- _Task to complete_
Scan the entries below for the word "AppState", then copy each line that holds it.

(Items listed in a dataset)
--------------------------------------------------
use std::sync::Arc;

use axum::{
    Router,
    body::Bytes,
    extract::{Json, Request, State},
    http::{HeaderValue, Method, StatusCode, header},
    middleware::{self, Next},
    response::{Html, IntoResponse, Response},
    routing::{get, post},
};
use serde::{Deserialize, Deserializer, Serialize};
use serde_json::Value;
use tokio::net::TcpListener;
use tower_http::cors::{AllowOrigin, CorsLayer};
use tower_http::trace::TraceLayer;
use tracing::{debug, error, info, warn};

use crate::config::ServerConfig;
use crate::core::{
    DEFAULT_QUBITS, DEFAULT_STRENGTH, ModelKind, SimulationInputs, SimulationResult, WorkDelay,
    run_simulation, simulation_rng,
};
use crate::error::{ServeError, SimulateError};

const INDEX_HTML: &str = include_str!("../../web/index.html");

struct AppState {
    /// Cross-origin allow-list plus the server's own origins.
    accepted_origins: Vec<HeaderValue>,
    work_delay: WorkDelay,
    seed: Option<u64>,
}

#[derive(Debug, Default, Deserialize)]
#[serde(default)]
struct SimulatePayload {
    #[serde(deserialize_with = "present")]
    qubits: Option<Value>,
    #[serde(deserialize_with = "present")]
    strength: Option<Value>,
    #[serde(deserialize_with = "present")]
    model: Option<Value>,
    #[serde(deserialize_with = "present")]
    seed: Option<Value>,
}

/// Keeps an explicit `null` distinct from a missing key.
fn present<'de, D>(deserializer: D) -> Result<Option<Value>, D::Error>
where
    D: Deserializer<'de>,
{
    Value::deserialize(deserializer).map(Some)
}

#[derive(Debug, Clone, Copy)]
struct SimulationRequest {
    inputs: SimulationInputs,
    seed: Option<u64>,
}

#[derive(Debug, Serialize)]
struct ErrorResponse {
    error: String,
}

pub fn router(config: &ServerConfig) -> Result<Router, ServeError> {
    let allowed_origins = config.origin_header_values()?;
    let mut accepted_origins = allowed_origins.clone();
    accepted_origins.extend(config.self_origins()?);
    let state = Arc::new(AppState {
        accepted_origins,
        work_delay: config.work_delay,
        seed: config.seed,
    });

    let cors = CorsLayer::new()
        .allow_origin(AllowOrigin::list(allowed_origins))
        .allow_methods([Method::POST])
        .allow_headers([header::CONTENT_TYPE]);

    let simulate = Router::new()
        .route("/simulate", post(simulate_handler))
        .route_layer(middleware::from_fn_with_state(state.clone(), origin_guard))
        .layer(cors);

    Ok(Router::new()
        .route("/", get(index_handler))
        .route("/index.html", get(index_handler))
        .merge(simulate)
        .fallback(not_found_handler)
        .layer(TraceLayer::new_for_http())
        .with_state(state))
}

pub async fn run_http_server(config: ServerConfig) -> Result<(), ServeError> {
    let addr = config.socket_addr()?;
    let app = router(&config)?;

    let listener = TcpListener::bind(addr)
        .await
        .map_err(|source| ServeError::Bind {
            addr: addr.to_string(),
            source,
        })?;
    info!(address = %addr, "pulse-sim HTTP API listening");
    info!(
        origins = ?config.allowed_origins,
        work_delay_ms = config.work_delay.duration().as_millis() as u64,
        "cross-origin allow-list for /simulate"
    );

    axum::serve(listener, app).await?;
    Ok(())
}

async fn index_handler() -> impl IntoResponse {
    with_cache_control(Html(INDEX_HTML))
}

async fn not_found_handler() -> Response {
    error_response(StatusCode::NOT_FOUND, "Not found")
}

async fn simulate_handler(State(state): State<Arc<AppState>>, body: Bytes) -> Response {
    let request = match simulation_request_from_body(&body) {
        Ok(request) => request,
        Err(err) => {
            error!(error = %err, "Error during simulation");
            return error_response(StatusCode::INTERNAL_SERVER_ERROR, &err.to_string());
        }
    };

    let inputs = request.inputs;
    let model = inputs.model.label().unwrap_or("unrecognised");
    debug!(
        qubits = inputs.qubits,
        strength = inputs.strength,
        model,
        "running simulation"
    );

    let result = match simulate(request, state.seed) {
        Ok(result) => result,
        Err(err) => {
            error!(error = %err, "Error during simulation");
            return error_response(StatusCode::INTERNAL_SERVER_ERROR, &err.to_string());
        }
    };
    state.work_delay.wait().await;

    info!(
        model,
        final_energy = result.final_energy,
        learning_time = result.learning_time,
        model_params = result.model_params,
        "simulation complete"
    );
    json_response(StatusCode::OK, result)
}

fn simulate(
    request: SimulationRequest,
    fallback_seed: Option<u64>,
) -> Result<SimulationResult, SimulateError> {
    let mut rng = simulation_rng(request.seed.or(fallback_seed));
    let result = run_simulation(&request.inputs, &mut rng);
    if !result.is_finite() {
        return Err(SimulateError::NonFinite {
            qubits: request.inputs.qubits,
            strength: request.inputs.strength,
        });
    }
    Ok(result)
}

/// Rejects cross-origin calls from outside the allow-list before they reach
/// the handler. Requests without an `Origin` header pass through, and the
/// server's own configured origins count as allowed. The client's `Host`
/// header is never trusted for this.
async fn origin_guard(
    State(state): State<Arc<AppState>>,
    request: Request,
    next: Next,
) -> Response {
    if let Some(origin) = request.headers().get(header::ORIGIN) {
        if !state.accepted_origins.contains(origin) {
            warn!(origin = ?origin, "rejected cross-origin request");
            return error_response(StatusCode::FORBIDDEN, "Origin not allowed");
        }
    }
    next.run(request).await
}

fn with_cache_control<R: IntoResponse>(response: R) -> Response {
    let mut response = response.into_response();
    response.headers_mut().insert(
        header::CACHE_CONTROL,
        HeaderValue::from_static("no-store"),
    );
    response
}

fn json_response<T: Serialize>(status: StatusCode, body: T) -> Response {
    with_cache_control((status, Json(body)))
}

fn error_response(status: StatusCode, msg: &str) -> Response {
    json_response(
        status,
        ErrorResponse {
            error: msg.to_string(),
        },
    )
}

fn simulation_request_from_body(body: &[u8]) -> Result<SimulationRequest, SimulateError> {
    let value: Value = serde_json::from_slice(body)?;
    if !value.is_object() {
        return Err(SimulateError::NotAnObject(json_kind(&value)));
    }
    let payload: SimulatePayload = serde_json::from_value(value)?;
    simulation_request_from_payload(payload)
}

fn simulation_request_from_payload(
    payload: SimulatePayload,
) -> Result<SimulationRequest, SimulateError> {
    Ok(SimulationRequest {
        inputs: SimulationInputs {
            qubits: coerce_qubits(payload.qubits.as_ref())?,
            strength: coerce_strength(payload.strength.as_ref())?,
            model: coerce_model(payload.model.as_ref()),
        },
        seed: coerce_seed(payload.seed.as_ref())?,
    })
}

/// Python-style `int()` coercion into a 32-bit count. Negative counts are
/// passed through to the formulas unchanged.
fn coerce_qubits(value: Option<&Value>) -> Result<i32, SimulateError> {
    let Some(value) = value else {
        return Ok(DEFAULT_QUBITS);
    };
    let invalid = |reason: String| SimulateError::invalid_field("qubits", reason);

    let count = match value {
        Value::Bool(flag) => i64::from(*flag),
        Value::Number(number) => {
            if let Some(v) = number.as_i64() {
                v
            } else if let Some(v) = number.as_u64() {
                return Err(invalid(format!("{v} is out of range")));
            } else {
                let v = number.as_f64().unwrap_or(f64::NAN);
                if !v.is_finite() || v.abs() > i64::MAX as f64 {
                    return Err(invalid(format!("{v} is not a finite integer")));
                }
                v.trunc() as i64
            }
        }
        Value::String(text) => text
            .trim()
            .parse::<i64>()
            .map_err(|_| invalid(format!("'{text}' is not an integer")))?,
        other => return Err(invalid(format!("expected a number, got {}", json_kind(other)))),
    };

    i32::try_from(count).map_err(|_| invalid(format!("{count} is out of range")))
}

fn coerce_strength(value: Option<&Value>) -> Result<f64, SimulateError> {
    let Some(value) = value else {
        return Ok(DEFAULT_STRENGTH);
    };
    let invalid = |reason: String| SimulateError::invalid_field("strength", reason);

    let strength = match value {
        Value::Bool(flag) => f64::from(u8::from(*flag)),
        Value::Number(number) => number
            .as_f64()
            .ok_or_else(|| invalid(format!("{number} is not representable")))?,
        Value::String(text) => text
            .trim()
            .parse::<f64>()
            .map_err(|_| invalid(format!("'{text}' is not a number")))?,
        other => return Err(invalid(format!("expected a number, got {}", json_kind(other)))),
    };

    if !strength.is_finite() {
        return Err(invalid(format!("{strength} is not finite")));
    }
    Ok(strength)
}

fn coerce_model(value: Option<&Value>) -> ModelKind {
    match value {
        None => ModelKind::default(),
        Some(Value::String(label)) => ModelKind::from_label(label),
        Some(_) => ModelKind::Unknown,
    }
}

fn coerce_seed(value: Option<&Value>) -> Result<Option<u64>, SimulateError> {
    match value {
        None | Some(Value::Null) => Ok(None),
        Some(Value::Number(number)) => number.as_u64().map(Some).ok_or_else(|| {
            SimulateError::invalid_field("seed", format!("{number} is not a non-negative integer"))
        }),
        Some(other) => Err(SimulateError::invalid_field(
            "seed",
            format!("expected an integer, got {}", json_kind(other)),
        )),
    }
}

fn json_kind(value: &Value) -> &'static str {
    match value {
        Value::Null => "null",
        Value::Bool(_) => "a boolean",
        Value::Number(_) => "a number",
        Value::String(_) => "a string",
        Value::Array(_) => "an array",
        Value::Object(_) => "an object",
    }
}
--------------------------------------------------
- _Expected answer_
struct AppState {
    let state = Arc::new(AppState {
async fn simulate_handler(State(state): State<Arc<AppState>>, body: Bytes) -> Response {
    State(state): State<Arc<AppState>>,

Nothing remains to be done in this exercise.